EXERCISE DATA:
★ ★ ★

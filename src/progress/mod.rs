// src/progress/mod.rs

//! Crash-safe progress reporting for external monitors.
//!
//! One JSON document per orchestration run lives at a well-known path
//! inside the install root. Every mutation reads the current document,
//! applies the change in memory, and publishes the whole document via
//! write-to-temp-file + atomic rename: a reader sees either the pre- or
//! post-update document, never a torn one, regardless of crash timing.
//!
//! Writers serialize through an advisory exclusive lock on a sibling
//! `.lock` file (which never contains payload), acquired with a bounded
//! timeout. On expiry the call fails with [`Error::LockTimeout`], which
//! callers must treat as retryable. Readers never take the lock.

use crate::error::{Error, Result};
use chrono::{DateTime, Utc};
use fs2::FileExt;
use serde::{Deserialize, Serialize};
use std::collections::BTreeMap;
use std::fs::{self, File};
use std::io::Write;
use std::path::{Path, PathBuf};
use std::time::{Duration, Instant};
use tracing::{debug, warn};

/// File name of the progress document inside the install root.
pub const PROGRESS_FILE: &str = "progress.json";

/// File name of the writer lock beside the document.
pub const PROGRESS_LOCK_FILE: &str = "progress.lock";

/// Default bound on lock acquisition.
pub const DEFAULT_LOCK_TIMEOUT: Duration = Duration::from_secs(5);

/// Poll interval while waiting for the lock.
const LOCK_POLL_INTERVAL: Duration = Duration::from_millis(100);

/// The codebase-update phase name.
pub const PHASE_CODEBASE_UPDATE: &str = "codebase_update";

/// The environment-verification phase name.
pub const PHASE_ENV_VERIFICATION: &str = "environment_verification";

#[derive(Debug, Clone, Copy, PartialEq, Eq, Serialize, Deserialize)]
#[serde(rename_all = "lowercase")]
pub enum OverallStatus {
    Initializing,
    Running,
    Completed,
    Failed,
}

#[derive(Debug, Clone, Copy, PartialEq, Eq, PartialOrd, Ord, Serialize, Deserialize)]
#[serde(rename_all = "lowercase")]
pub enum PhaseStatus {
    Pending,
    Running,
    Completed,
    Failed,
}

impl PhaseStatus {
    /// Phase status only moves forward: pending → running → {completed, failed}.
    fn is_terminal(&self) -> bool {
        matches!(self, Self::Completed | Self::Failed)
    }
}

/// Per-phase progress record.
#[derive(Debug, Clone, Serialize, Deserialize)]
pub struct PhaseState {
    pub status: PhaseStatus,
    pub progress: u8,
    pub current_step: String,
    pub steps_completed: Vec<String>,
    pub steps_total: u32,
    pub start_time: Option<DateTime<Utc>>,
    pub end_time: Option<DateTime<Utc>>,
}

impl PhaseState {
    fn new(initial_step: &str, steps_total: u32) -> Self {
        Self {
            status: PhaseStatus::Pending,
            progress: 0,
            current_step: initial_step.to_string(),
            steps_completed: Vec::new(),
            steps_total,
            start_time: None,
            end_time: None,
        }
    }
}

/// The whole progress document.
#[derive(Debug, Clone, Serialize, Deserialize)]
pub struct ProgressState {
    pub setup_id: String,
    pub timestamp: DateTime<Utc>,
    pub overall_status: OverallStatus,
    pub overall_progress: u8,
    pub phases: BTreeMap<String, PhaseState>,
    pub error_details: Option<String>,
    pub metadata: BTreeMap<String, String>,
}

impl ProgressState {
    fn new(setup_id: &str) -> Self {
        let mut phases = BTreeMap::new();
        phases.insert(
            PHASE_CODEBASE_UPDATE.to_string(),
            PhaseState::new("Initializing codebase update", 10),
        );
        phases.insert(
            PHASE_ENV_VERIFICATION.to_string(),
            PhaseState::new("Initializing environment verification", 8),
        );

        let mut metadata = BTreeMap::new();
        metadata.insert("schema".to_string(), "1.0".to_string());
        metadata.insert("platform".to_string(), std::env::consts::OS.to_string());
        metadata.insert(
            "engine".to_string(),
            format!("conveyor {}", env!("CARGO_PKG_VERSION")),
        );

        Self {
            setup_id: setup_id.to_string(),
            timestamp: Utc::now(),
            overall_status: OverallStatus::Initializing,
            overall_progress: 0,
            phases,
            error_details: None,
            metadata,
        }
    }

    /// Recompute overall progress as the cumulative equal-weight
    /// contribution of each phase: completed phases count in full, failed
    /// phases count zero, running phases count proportionally.
    fn recompute_overall(&mut self) {
        if self.phases.is_empty() {
            self.overall_progress = 0;
            return;
        }
        let share = 100.0 / self.phases.len() as f64;
        let mut total = 0.0;
        for phase in self.phases.values() {
            match phase.status {
                PhaseStatus::Completed => total += share,
                PhaseStatus::Failed => {}
                _ => total += (phase.progress as f64 / 100.0) * share,
            }
        }
        self.overall_progress = total.clamp(0.0, 100.0) as u8;
    }
}

/// RAII guard over the advisory writer lock.
struct LockGuard {
    file: File,
}

impl Drop for LockGuard {
    fn drop(&mut self) {
        if let Err(e) = self.file.unlock() {
            warn!(error = %e, "failed to release progress lock");
        }
    }
}

/// Handle to the progress document for one orchestration run.
pub struct ProgressTracker {
    doc_path: PathBuf,
    lock_path: PathBuf,
    lock_timeout: Duration,
}

impl ProgressTracker {
    /// Open (creating if absent) the progress document for `run_id` under
    /// `root`. An existing document is left in place so a restarted run
    /// does not reset completed phases.
    pub fn open(root: &Path, run_id: &str) -> Result<Self> {
        fs::create_dir_all(root)?;
        let tracker = Self {
            doc_path: root.join(PROGRESS_FILE),
            lock_path: root.join(PROGRESS_LOCK_FILE),
            lock_timeout: DEFAULT_LOCK_TIMEOUT,
        };

        if !tracker.doc_path.exists() {
            let _guard = tracker.acquire_lock()?;
            // Re-check under the lock: another writer may have raced us.
            if !tracker.doc_path.exists() {
                tracker.write_atomic(&ProgressState::new(run_id))?;
            }
        }

        Ok(tracker)
    }

    pub fn with_lock_timeout(mut self, timeout: Duration) -> Self {
        self.lock_timeout = timeout;
        self
    }

    pub fn doc_path(&self) -> &Path {
        &self.doc_path
    }

    /// Read the current document without locking. This is the reader
    /// (monitor) path: atomic rename is the sole publication point, so an
    /// unlocked read always sees a complete document.
    pub fn load(&self) -> Result<ProgressState> {
        let data = fs::read_to_string(&self.doc_path)?;
        Ok(serde_json::from_str(&data)?)
    }

    /// Record a step in `phase`, optionally advancing its progress.
    ///
    /// Progress is monotonically non-decreasing while the phase runs;
    /// reaching 100 completes it and stamps `end_time` exactly once.
    pub fn update_phase(
        &self,
        phase: &str,
        step_description: &str,
        completed: bool,
        delta_progress: u8,
    ) -> Result<()> {
        self.mutate(|state| {
            let Some(entry) = state.phases.get_mut(phase) else {
                warn!(phase, "ignoring update for unknown phase");
                return;
            };
            if entry.status.is_terminal() {
                debug!(phase, "phase already finished, skipping update");
                return;
            }

            entry.current_step = step_description.to_string();
            if completed && !entry.steps_completed.iter().any(|s| s == step_description) {
                entry.steps_completed.push(step_description.to_string());
            }

            entry.progress = entry.progress.saturating_add(delta_progress).min(100);

            if entry.start_time.is_none() {
                entry.start_time = Some(Utc::now());
            }
            if entry.status == PhaseStatus::Pending {
                entry.status = PhaseStatus::Running;
            }
            if entry.progress >= 100 {
                entry.status = PhaseStatus::Completed;
                if entry.end_time.is_none() {
                    entry.end_time = Some(Utc::now());
                }
            }

            state.recompute_overall();
        })
    }

    /// Mark a phase failed with a user-facing detail message. The overall
    /// run goes `failed` and `error_details` is populated.
    pub fn mark_phase_failed(&self, phase: &str, detail: &str) -> Result<()> {
        self.mutate(|state| {
            if let Some(entry) = state.phases.get_mut(phase) {
                if !entry.status.is_terminal() {
                    entry.status = PhaseStatus::Failed;
                    entry.current_step = detail.to_string();
                    if entry.end_time.is_none() {
                        entry.end_time = Some(Utc::now());
                    }
                }
            }
            state.overall_status = OverallStatus::Failed;
            state.error_details = Some(format!("{}: {}", phase, detail));
            state.recompute_overall();
        })
    }

    /// Update the overall run status.
    pub fn set_overall_status(
        &self,
        status: OverallStatus,
        error_details: Option<&str>,
    ) -> Result<()> {
        self.mutate(|state| {
            state.overall_status = status;
            if let Some(detail) = error_details {
                state.error_details = Some(detail.to_string());
            }
        })
    }

    /// Mark the run completed.
    pub fn finish(&self) -> Result<()> {
        self.set_overall_status(OverallStatus::Completed, None)
    }

    /// Read-modify-write under the writer lock, publishing atomically.
    fn mutate<F: FnOnce(&mut ProgressState)>(&self, apply: F) -> Result<()> {
        let _guard = self.acquire_lock()?;

        let mut state = match fs::read_to_string(&self.doc_path) {
            Ok(data) => serde_json::from_str(&data)?,
            Err(e) if e.kind() == std::io::ErrorKind::NotFound => {
                ProgressState::new(&format!("run_{}", uuid::Uuid::new_v4()))
            }
            Err(e) => return Err(e.into()),
        };

        apply(&mut state);
        state.timestamp = Utc::now();

        self.write_atomic(&state)
    }

    /// Publish the document: temp file in the same directory, then atomic
    /// rename. The rename is the sole publication point.
    fn write_atomic(&self, state: &ProgressState) -> Result<()> {
        let dir = self
            .doc_path
            .parent()
            .ok_or_else(|| Error::Config("progress document has no parent directory".into()))?;
        let mut tmp = tempfile::NamedTempFile::new_in(dir)?;
        tmp.write_all(serde_json::to_string_pretty(state)?.as_bytes())?;
        tmp.as_file().sync_all()?;
        tmp.persist(&self.doc_path).map_err(|e| Error::Io(e.error))?;
        Ok(())
    }

    /// Acquire the advisory exclusive lock, polling up to the bounded
    /// timeout.
    fn acquire_lock(&self) -> Result<LockGuard> {
        let file = File::create(&self.lock_path)?;
        let deadline = Instant::now() + self.lock_timeout;

        loop {
            match file.try_lock_exclusive() {
                Ok(()) => return Ok(LockGuard { file }),
                Err(_) if Instant::now() < deadline => {
                    std::thread::sleep(LOCK_POLL_INTERVAL);
                }
                Err(_) => {
                    return Err(Error::LockTimeout(self.lock_timeout.as_millis() as u64));
                }
            }
        }
    }
}
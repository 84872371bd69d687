// src/release/changeset.rs

//! The per-release change set: added, edited, and deleted paths.
//!
//! A change set is produced once per release cycle from a diff against the
//! previously released state (the diffing itself is an external concern;
//! the producer CLI reads the result as JSON) and consumed once by the
//! classifier and the manifest builder. It is never mutated afterwards.

use crate::error::{Error, Result};
use serde::{Deserialize, Serialize};
use std::collections::BTreeSet;

/// Three disjoint sets of repository-relative paths.
#[derive(Debug, Clone, Default, PartialEq, Eq, Serialize, Deserialize)]
pub struct ChangeSet {
    #[serde(default)]
    pub added: BTreeSet<String>,
    #[serde(default)]
    pub edited: BTreeSet<String>,
    #[serde(default)]
    pub deleted: BTreeSet<String>,
}

impl ChangeSet {
    /// Build a change set, enforcing that a path appears in exactly one set.
    pub fn new<I, J, K>(added: I, edited: J, deleted: K) -> Result<Self>
    where
        I: IntoIterator<Item = String>,
        J: IntoIterator<Item = String>,
        K: IntoIterator<Item = String>,
    {
        let cs = Self {
            added: added.into_iter().collect(),
            edited: edited.into_iter().collect(),
            deleted: deleted.into_iter().collect(),
        };
        cs.validate_disjoint()?;
        Ok(cs)
    }

    /// Parse from JSON, re-checking disjointness.
    pub fn from_json(data: &str) -> Result<Self> {
        let cs: ChangeSet = serde_json::from_str(data)?;
        cs.validate_disjoint()?;
        Ok(cs)
    }

    fn validate_disjoint(&self) -> Result<()> {
        for path in &self.added {
            if self.edited.contains(path) || self.deleted.contains(path) {
                return Err(Error::ManifestValidation(format!(
                    "path appears in more than one change category: {}",
                    path
                )));
            }
        }
        for path in &self.edited {
            if self.deleted.contains(path) {
                return Err(Error::ManifestValidation(format!(
                    "path appears in more than one change category: {}",
                    path
                )));
            }
        }
        Ok(())
    }

    /// All changed paths, regardless of category.
    pub fn all_paths(&self) -> impl Iterator<Item = &String> {
        self.added.iter().chain(self.edited.iter()).chain(self.deleted.iter())
    }

    pub fn is_empty(&self) -> bool {
        self.added.is_empty() && self.edited.is_empty() && self.deleted.is_empty()
    }
}
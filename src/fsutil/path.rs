// src/fsutil/path.rs

//! Path validation for untrusted relative paths.
//!
//! Manifests and backup operations name files by repository-relative path.
//! A compromised or malformed manifest could attempt to write outside the
//! install root using paths like `../../etc/passwd` or `/etc/passwd`, so
//! every such path is validated here before any filesystem call. This is
//! the sole defense against path-traversal writes.

use crate::error::{Error, Result};
use std::path::{Component, Path, PathBuf};

/// Validate a relative path from an untrusted source.
///
/// Rejects:
/// - empty paths;
/// - absolute paths (and Windows drive/UNC prefixes);
/// - any `..` segment;
/// - NUL or ASCII control characters;
/// - backslashes (separator smuggling on non-Windows hosts).
///
/// # Examples
///
/// ```
/// use conveyor::fsutil::validate_rel_path;
///
/// assert!(validate_rel_path("core/engine.bin").is_ok());
/// assert!(validate_rel_path("../etc/passwd").is_err());
/// assert!(validate_rel_path("/etc/passwd").is_err());
/// ```
pub fn validate_rel_path(path: &str) -> Result<()> {
    if path.is_empty() {
        return Err(Error::PathViolation("empty path".to_string()));
    }

    if path.bytes().any(|b| b == 0 || b.is_ascii_control()) {
        return Err(Error::PathViolation(format!(
            "control character in path: {:?}",
            path
        )));
    }

    if path.contains('\\') {
        return Err(Error::PathViolation(format!(
            "backslash in path: {}",
            path
        )));
    }

    let p = Path::new(path);
    let mut has_normal = false;
    for component in p.components() {
        match component {
            Component::Normal(_) => has_normal = true,
            Component::CurDir => {}
            Component::ParentDir => {
                return Err(Error::PathViolation(format!(
                    "parent-directory segment in path: {}",
                    path
                )));
            }
            Component::Prefix(_) | Component::RootDir => {
                return Err(Error::PathViolation(format!("absolute path: {}", path)));
            }
        }
    }

    if !has_normal {
        return Err(Error::PathViolation(format!(
            "path has no usable component: {}",
            path
        )));
    }

    Ok(())
}

/// Validate `path` and join it under `root`.
///
/// Defense in depth: when the joined path already exists, its canonical
/// form is additionally checked to be under the canonical root. For paths
/// that do not exist yet, `validate_rel_path` is the guarantee.
pub fn safe_join(root: &Path, path: &str) -> Result<PathBuf> {
    validate_rel_path(path)?;
    let joined = root.join(path);

    if let (Ok(canonical_root), Ok(canonical_joined)) = (root.canonicalize(), joined.canonicalize())
    {
        if !canonical_joined.starts_with(&canonical_root) {
            return Err(Error::PathViolation(format!(
                "path {} escapes root {}",
                joined.display(),
                root.display()
            )));
        }
    }

    Ok(joined)
}
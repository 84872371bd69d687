// src/release/manifest.rs

//! The versioned manifest: one per published release, describing that
//! release's file changes. An ordered chain of manifests forms the
//! release history consumed by the update planner.

use crate::error::{Error, Result};
use crate::fsutil::validate_rel_path;
use crate::release::ChangeSet;
use crate::version::Version;
use chrono::{DateTime, Utc};
use serde::{Deserialize, Serialize};
use std::collections::BTreeSet;

/// Per-version declaration of added/edited/deleted files and whether the
/// dependency set changed. Immutable once published.
#[derive(Debug, Clone, PartialEq, Eq, Serialize, Deserialize)]
pub struct Manifest {
    pub version: Version,
    pub files_add: Vec<String>,
    pub files_edit: Vec<String>,
    pub files_delete: Vec<String>,
    pub requirements_changed: bool,
    pub build_date: DateTime<Utc>,

    /// The version this release was cut against, when known.
    #[serde(default, skip_serializing_if = "Option::is_none")]
    pub previous_version: Option<Version>,

    /// Free-form notes carried for display; ignored by planning and apply.
    #[serde(default, skip_serializing_if = "Option::is_none")]
    pub release_notes: Option<String>,
}

impl Manifest {
    /// Build a manifest from a change set, validating disjointness and
    /// Path-Guard compliance of every entry.
    pub fn build(version: Version, changes: &ChangeSet, requirements_changed: bool) -> Result<Self> {
        let manifest = Self {
            version,
            files_add: changes.added.iter().cloned().collect(),
            files_edit: changes.edited.iter().cloned().collect(),
            files_delete: changes.deleted.iter().cloned().collect(),
            requirements_changed,
            build_date: Utc::now(),
            previous_version: None,
            release_notes: None,
        };
        manifest.validate()?;
        Ok(manifest)
    }

    /// Check the manifest invariants: pairwise-disjoint file lists, every
    /// path safe. Called on build and again whenever a manifest is
    /// hydrated from a store, so nothing unchecked reaches the installer.
    pub fn validate(&self) -> Result<()> {
        let mut seen: BTreeSet<&str> = BTreeSet::new();
        for path in self.all_files() {
            validate_rel_path(path)
                .map_err(|e| Error::ManifestValidation(format!("{}: {}", self.version, e)))?;
            if !seen.insert(path) {
                return Err(Error::ManifestValidation(format!(
                    "{}: path listed more than once: {}",
                    self.version, path
                )));
            }
        }
        Ok(())
    }

    /// All paths the manifest touches, in add/edit/delete order.
    pub fn all_files(&self) -> impl Iterator<Item = &str> {
        self.files_add
            .iter()
            .chain(self.files_edit.iter())
            .chain(self.files_delete.iter())
            .map(|s| s.as_str())
    }

    /// Paths the manifest writes (add + edit).
    pub fn written_files(&self) -> impl Iterator<Item = &str> {
        self.files_add
            .iter()
            .chain(self.files_edit.iter())
            .map(|s| s.as_str())
    }

    pub fn from_json(data: &str) -> Result<Self> {
        let manifest: Manifest = serde_json::from_str(data)?;
        manifest.validate()?;
        Ok(manifest)
    }

    pub fn to_json(&self) -> Result<String> {
        Ok(serde_json::to_string_pretty(self)?)
    }
}

/// The ordered, append-only history of all published manifests.
#[derive(Debug, Clone, Default)]
pub struct ManifestChain {
    manifests: Vec<Manifest>,
}

impl ManifestChain {
    pub fn new() -> Self {
        Self::default()
    }

    /// Hydrate a chain from an unordered listing, sorting by version and
    /// rejecting duplicates.
    pub fn from_manifests(mut manifests: Vec<Manifest>) -> Result<Self> {
        manifests.sort_by_key(|m| m.version);
        for pair in manifests.windows(2) {
            if pair[0].version == pair[1].version {
                return Err(Error::ManifestValidation(format!(
                    "duplicate manifest for version {}",
                    pair[0].version
                )));
            }
        }
        Ok(Self { manifests })
    }

    /// Append a newly published manifest. Fails when the version does not
    /// move strictly forward: no republishing, no going backward.
    pub fn append(&mut self, manifest: Manifest) -> Result<()> {
        if let Some(latest) = self.latest() {
            if manifest.version <= latest.version {
                return Err(Error::ManifestValidation(format!(
                    "cannot publish {} after {}: versions must be strictly increasing",
                    manifest.version, latest.version
                )));
            }
        }
        manifest.validate()?;
        self.manifests.push(manifest);
        Ok(())
    }

    pub fn latest(&self) -> Option<&Manifest> {
        self.manifests.last()
    }

    pub fn get(&self, version: Version) -> Option<&Manifest> {
        self.manifests.iter().find(|m| m.version == version)
    }

    pub fn contains(&self, version: Version) -> bool {
        self.get(version).is_some()
    }

    pub fn iter(&self) -> impl Iterator<Item = &Manifest> {
        self.manifests.iter()
    }

    pub fn versions(&self) -> Vec<Version> {
        self.manifests.iter().map(|m| m.version).collect()
    }

    pub fn len(&self) -> usize {
        self.manifests.len()
    }

    pub fn is_empty(&self) -> bool {
        self.manifests.is_empty()
    }
}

★ ★ ★

WHAT TO PRODUCE:
If the word "share" is on a line above, return that line.

OUTPUT BELOW:
        let share = 100.0 / self.phases.len() as f64;
                PhaseStatus::Completed => total += share,
                _ => total += (phase.progress as f64 / 100.0) * share,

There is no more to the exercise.